E se em pleno século XXI você ainda pensa, como uma estudante que aparece no filme, que Aids é uma doença exclusivamente gay, ou que todo os portadores do vírus HIV estão doentes, procure saber um pouco mais sobre esses exemplos.

Silêncio = morte

Um dos pontos mais fortes da narrativa é justamente oferecer a todos seus personagens um momento para se pronunciar. Talvez por isso mesmo vem a escolha de começar o filme com um dos líderes do ACT UP explicando aos novos afiliados o modus operandi dos encontros para discutir as próximas ações. E por mais que muitas vezes sejam frustrados na tentativa de reivindicar seus direitos e abrir os olhos da comunidade, não nos deixam esquecer que apesar de tudo, são jovens.

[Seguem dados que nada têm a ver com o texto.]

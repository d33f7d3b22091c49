// SPDX-License-Identifier: MIT
// Copyright (c) 2026 Workyard Authors

// Allow panic!/unwrap/expect in test code
#![cfg_attr(test, allow(clippy::panic))]
#![cfg_attr(test, allow(clippy::unwrap_used))]
#![cfg_attr(test, allow(clippy::expect_used))]

//! wy-store: the durable, concurrency-safe job record repository (§4.1).
//!
//! [`Store`] is the trait the scheduler depends on; [`MemStore`] is the
//! shipped implementation — an in-process [`parking_lot::RwLock`] over
//! [`state::MaterializedState`], durable via a write-ahead log
//! ([`wal::Wal`]) and periodic zstd snapshots ([`snapshot`]). A networked or
//! database-backed `Store` is a drop-in replacement; multiple processes
//! sharing one store is a property of the trait boundary, not of this
//! crate's particular implementation.

pub mod backup;
pub mod config;
pub mod error;
pub mod ops;
pub mod snapshot;
pub mod state;
pub mod wal;

use std::sync::atomic::{AtomicU64, Ordering};
use std::sync::Arc;

use async_trait::async_trait;
use parking_lot::{Mutex, RwLock};
use tracing::{debug, warn};
use wy_core::{
    ExecutionPriority, JobDefinition, JobId, JobRecord, LogLine, OrderedMap, ResultCode,
    RunningState,
};

pub use config::StoreConfig;
pub use error::{StoreError, StoreResult};
pub use ops::StoreOp;
pub use state::MaterializedState;

use snapshot::Snapshot;
use wal::Wal;

/// Which `runningState` family a `findByNameAndState`-style query targets.
///
/// `Finished(None)` matches any result code (§4.1: "interpret the FINISHED
/// states as a single family unless the caller specifies a result code");
/// `Finished(Some(code))` narrows to one.
#[derive(Debug, Clone, Copy, PartialEq, Eq)]
pub enum StateFilter {
    Running,
    Queued,
    Finished(Option<ResultCode>),
}
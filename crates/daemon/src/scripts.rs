// SPDX-License-Identifier: MIT
// Copyright (c) 2026 Workyard Authors

//! Reads tar-packaged script bytes from a fixed filesystem path (§1: "tar
//! archive building itself is out of scope" — the daemon ships only the
//! simplest possible [`wy_remote::runnable::ScriptSource`], a static file).

use std::path::PathBuf;

use async_trait::async_trait;
use wy_engine::JobContext;
use wy_engine::RunnableError;
use wy_remote::runnable::ScriptSource;

pub struct FileScriptSource {
    path: PathBuf,
}

impl FileScriptSource {
    pub fn new(path: impl Into<PathBuf>) -> Self {
        Self { path: path.into() }
    }
}

#[async_trait]
impl ScriptSource for FileScriptSource {
    async fn load(&self, _ctx: &JobContext) -> Result<Vec<u8>, RunnableError> {
        tokio::fs::read(&self.path)
            .await
            .map_err(|err| RunnableError::new(format!("reading {}: {err}", self.path.display())))
    }
}
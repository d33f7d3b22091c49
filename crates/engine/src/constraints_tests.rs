// SPDX-License-Identifier: MIT
// Copyright (c) 2026 Workyard Authors

use super::*;

fn running(names: &[&str]) -> BTreeSet<String> {
    names.iter().map(|s| s.to_string()).collect()
}

#[test]
fn unblocked_when_no_group_member_running() {
    let set = ConstraintSet::new();
    set.add(&RunningConstraint::new(["j1", "j2"]).unwrap());

    assert!(!set.is_blocked("j1", &running(&["j3"])));
}

#[test]
fn blocked_when_other_group_member_running() {
    let set = ConstraintSet::new();
    set.add(&RunningConstraint::new(["j1", "j2"]).unwrap());

    assert!(set.is_blocked("j1", &running(&["j2"])));
}

#[test]
fn reflexive_block_when_same_name_running() {
    let set = ConstraintSet::new();
    set.add(&RunningConstraint::new(["j1", "j2"]).unwrap());

    assert!(set.is_blocked("j1", &running(&["j1"])));
}

#[test]
fn unrelated_name_never_blocked() {
    let set = ConstraintSet::new();
    set.add(&RunningConstraint::new(["j1", "j2"]).unwrap());

    assert!(!set.is_blocked("j3", &running(&["j1", "j2"])));
}

#[test]
fn overlapping_groups_both_apply() {
    let set = ConstraintSet::new();
    set.add(&RunningConstraint::new(["j1", "j2"]).unwrap());
    set.add(&RunningConstraint::new(["j1", "j3"]).unwrap());

    assert!(set.is_blocked("j1", &running(&["j3"])));
    assert!(!set.is_blocked("j2", &running(&["j3"])));
}
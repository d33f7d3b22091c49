// SPDX-License-Identifier: MIT
// Copyright (c) 2026 Workyard Authors

use super::*;
use serde::{Deserialize, Serialize};
use std::io::Write;
use tempfile::tempdir;

#[derive(Debug, Clone, PartialEq, Serialize, Deserialize)]
enum TestOp {
    Cmd(String),
    Shutdown,
}

fn cmd(name: &str) -> TestOp {
    TestOp::Cmd(format!("cmd:{name}"))
}

#[test]
fn open_creates_file() {
    let dir = tempdir().unwrap();
    let path = dir.path().join("test.wal");

    let wal: Wal<TestOp> = Wal::open(&path, 0).unwrap();

    assert!(path.exists());
    assert_eq!(wal.write_seq(), 0);
    assert_eq!(wal.processed_seq(), 0);
}

#[test]
fn append_assigns_increasing_seq() {
    let dir = tempdir().unwrap();
    let path = dir.path().join("test.wal");
    let mut wal: Wal<TestOp> = Wal::open(&path, 0).unwrap();

    let seq1 = wal.append(&cmd("a")).unwrap();
    let seq2 = wal.append(&cmd("b")).unwrap();
    assert_eq!(seq1, 1);
    assert_eq!(seq2, 2);

    wal.flush().unwrap();
    assert!(std::fs::metadata(&path).unwrap().len() > 0);
}

#[test]
fn next_unprocessed_reads_in_order_without_explicit_flush() {
    let dir = tempdir().unwrap();
    let path = dir.path().join("test.wal");
    let mut wal: Wal<TestOp> = Wal::open(&path, 0).unwrap();

    wal.append(&cmd("a")).unwrap();
    wal.append(&cmd("b")).unwrap();

    let entry1 = wal.next_unprocessed().unwrap().unwrap();
    assert_eq!(entry1.seq, 1);
    assert_eq!(entry1.op, cmd("a"));

    let entry2 = wal.next_unprocessed().unwrap().unwrap();
    assert_eq!(entry2.seq, 2);
    assert_eq!(entry2.op, cmd("b"));

    assert!(wal.next_unprocessed().unwrap().is_none());
}

#[test]
fn mark_processed_advances_processed_seq() {
    let dir = tempdir().unwrap();
    let path = dir.path().join("test.wal");
    let mut wal: Wal<TestOp> = Wal::open(&path, 0).unwrap();

    wal.append(&cmd("a")).unwrap();
    wal.flush().unwrap();

    let entry = wal.next_unprocessed().unwrap().unwrap();
    wal.mark_processed(entry.seq);

    assert_eq!(wal.processed_seq(), 1);
}

#[test]
fn reopen_with_processed_seq_skips_already_applied_entries() {
    let dir = tempdir().unwrap();
    let path = dir.path().join("test.wal");

    {
        let mut wal: Wal<TestOp> = Wal::open(&path, 0).unwrap();
        wal.append(&cmd("a")).unwrap();
        wal.append(&cmd("b")).unwrap();
        wal.append(&cmd("c")).unwrap();
        wal.flush().unwrap();
    }

    let mut wal: Wal<TestOp> = Wal::open(&path, 2).unwrap();
    let entry = wal.next_unprocessed().unwrap().unwrap();
    assert_eq!(entry.seq, 3);
    assert_eq!(entry.op, cmd("c"));
    assert!(wal.next_unprocessed().unwrap().is_none());
}

#[test]
fn entries_after_returns_suffix() {
    let dir = tempdir().unwrap();
    let path = dir.path().join("test.wal");
    let mut wal: Wal<TestOp> = Wal::open(&path, 0).unwrap();

    wal.append(&cmd("a")).unwrap();
    wal.append(&cmd("b")).unwrap();
    wal.append(&cmd("c")).unwrap();
    wal.flush().unwrap();

    let entries = wal.entries_after(1).unwrap();
    assert_eq!(entries.len(), 2);
    assert_eq!(entries[0].seq, 2);
    assert_eq!(entries[1].seq, 3);
}

#[test]
fn truncate_before_drops_older_entries() {
    let dir = tempdir().unwrap();
    let path = dir.path().join("test.wal");
    let mut wal: Wal<TestOp> = Wal::open(&path, 0).unwrap();

    wal.append(&cmd("a")).unwrap();
    wal.append(&cmd("b")).unwrap();
    wal.append(&cmd("c")).unwrap();
    wal.flush().unwrap();

    wal.truncate_before(2).unwrap();

    let entries = wal.entries_after(0).unwrap();
    assert_eq!(entries.len(), 2);
    assert_eq!(entries[0].seq, 2);
    assert_eq!(entries[1].seq, 3);
}

/// Control operations like `Shutdown` persist through the WAL like any
/// other op; it's up to the replay caller to special-case them.
#[test]
fn shutdown_op_survives_reopen() {
    let dir = tempdir().unwrap();
    let path = dir.path().join("test.wal");

    {
        let mut wal: Wal<TestOp> = Wal::open(&path, 0).unwrap();
        wal.append(&cmd("a")).unwrap();
        wal.append(&TestOp::Shutdown).unwrap();
        wal.flush().unwrap();
    }

    let mut wal: Wal<TestOp> = Wal::open(&path, 1).unwrap();
    let entries = wal.entries_after(1).unwrap();
    assert_eq!(entries.len(), 1);
    assert!(matches!(entries[0].op, TestOp::Shutdown));

    let entry = wal.next_unprocessed().unwrap().unwrap();
    assert_eq!(entry.seq, 2);
    assert!(matches!(entry.op, TestOp::Shutdown));
    assert!(wal.next_unprocessed().unwrap().is_none());
}

#[test]
fn needs_flush_trips_past_count_threshold() {
    let dir = tempdir().unwrap();
    let path = dir.path().join("test.wal");
    let mut wal: Wal<TestOp> = Wal::open(&path, 0).unwrap();

    assert!(!wal.needs_flush());

    for i in 0..101 {
        wal.append(&cmd(&format!("cmd{i}"))).unwrap();
    }

    assert!(wal.needs_flush());
}

#[test]
fn open_with_corrupt_tail_rotates_to_bak_and_keeps_valid_prefix() {
    let dir = tempdir().unwrap();
    let path = dir.path().join("test.wal");

    {
        let mut wal: Wal<TestOp> = Wal::open(&path, 0).unwrap();
        wal.append(&cmd("a")).unwrap();
        wal.append(&cmd("b")).unwrap();
        wal.flush().unwrap();
    }
    {
        let mut f = std::fs::OpenOptions::new().append(true).open(&path).unwrap();
        f.write_all(b"not-valid-json\n").unwrap();
    }

    let wal: Wal<TestOp> = Wal::open(&path, 0).unwrap();

    assert_eq!(wal.write_seq(), 2);
    assert!(path.with_extension("bak").exists());

    let entries = wal.entries_after(0).unwrap();
    assert_eq!(entries.len(), 2);
}

#[test]
fn open_with_binary_garbage_rotates_to_bak() {
    let dir = tempdir().unwrap();
    let path = dir.path().join("test.wal");
    std::fs::write(&path, b"\x80\x81\x82\xff\xfe\n").unwrap();

    let wal: Wal<TestOp> = Wal::open(&path, 0).unwrap();

    assert_eq!(wal.write_seq(), 0);
    assert!(path.with_extension("bak").exists());
}

#[test]
fn repeated_corruption_rotates_bak_generations_and_evicts_oldest() {
    let dir = tempdir().unwrap();
    let path = dir.path().join("test.wal");

    for round in 1..=4u8 {
        std::fs::write(&path, [round; 8]).unwrap();
        let wal: Wal<TestOp> = Wal::open(&path, 0).unwrap();
        assert_eq!(wal.write_seq(), 0);
    }

    assert_eq!(std::fs::read(path.with_extension("bak")).unwrap(), vec![4u8; 8]);
    assert_eq!(std::fs::read(path.with_extension("bak.2")).unwrap(), vec![3u8; 8]);
    assert_eq!(std::fs::read(path.with_extension("bak.3")).unwrap(), vec![2u8; 8]);
    assert!(!path.with_extension("bak.4").exists());
}

#[test]
fn next_unprocessed_skips_a_corrupt_line_then_resumes() {
    let dir = tempdir().unwrap();
    let path = dir.path().join("test.wal");
    let mut wal: Wal<TestOp> = Wal::open(&path, 0).unwrap();

    wal.append(&cmd("a")).unwrap();
    wal.flush().unwrap();

    let entry = wal.next_unprocessed().unwrap().unwrap();
    assert_eq!(entry.seq, 1);

    {
        let mut f = std::fs::OpenOptions::new().append(true).open(&path).unwrap();
        f.write_all(b"corrupt-line\n").unwrap();
    }

    assert!(wal.next_unprocessed().unwrap().is_none());

    wal.append(&cmd("b")).unwrap();
    wal.flush().unwrap();

    let entry = wal.next_unprocessed().unwrap().unwrap();
    assert_eq!(entry.seq, 2);
}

E como tal, esses indivíduos continuam tendo desejos, anseios, frustrações e sobretudo medo. Escorregando em falhas, divertindo-se quando podem, eles invadem o local de trabalho dos cientistas e interrompem as aulas alheias nas escolas para protestar, mas à noite vão à balada e fazem coreografias com pompons na Parada LGBT. Apaixonados, trocam fitas com músicas gravadas por debaixo das mesas.

Foto: Divulgação

Intimidade é para os fortes

Com a atuação magnética de Nahuel Pérez Biscayart e a intensidade reservada de Arnaud Valois, o diretor Robin Campillo não resistiu e trouxe para o último ato do longa um mergulho mais profundo na intimidade do casal Sean e Nathan. O enredo acaba se transformando, meio inesperadamente, na trajetória desse último em se envolver com a ACT UP francesa, os vários eventos de que participa e sua atração por um dos participantes mais dedicados, Sean.

Muito além do recorte sobre a cultura gay da época, “120 Batimentos por Minuto” é um filme sobre responsabilidade e entrega. Ele nos ensina que qualquer pessoa é capaz de levantar sua mão, a voz e a bandeira para lutar pela causa. Também nos mostra que o preconceito é só mais um sintoma da doença contra o qual os portadores do HIV lutam diariamente, e que embora o tratamento médico hoje seja muito mais avançado do que foi décadas atrás, ele começa com a quebra do julgamento.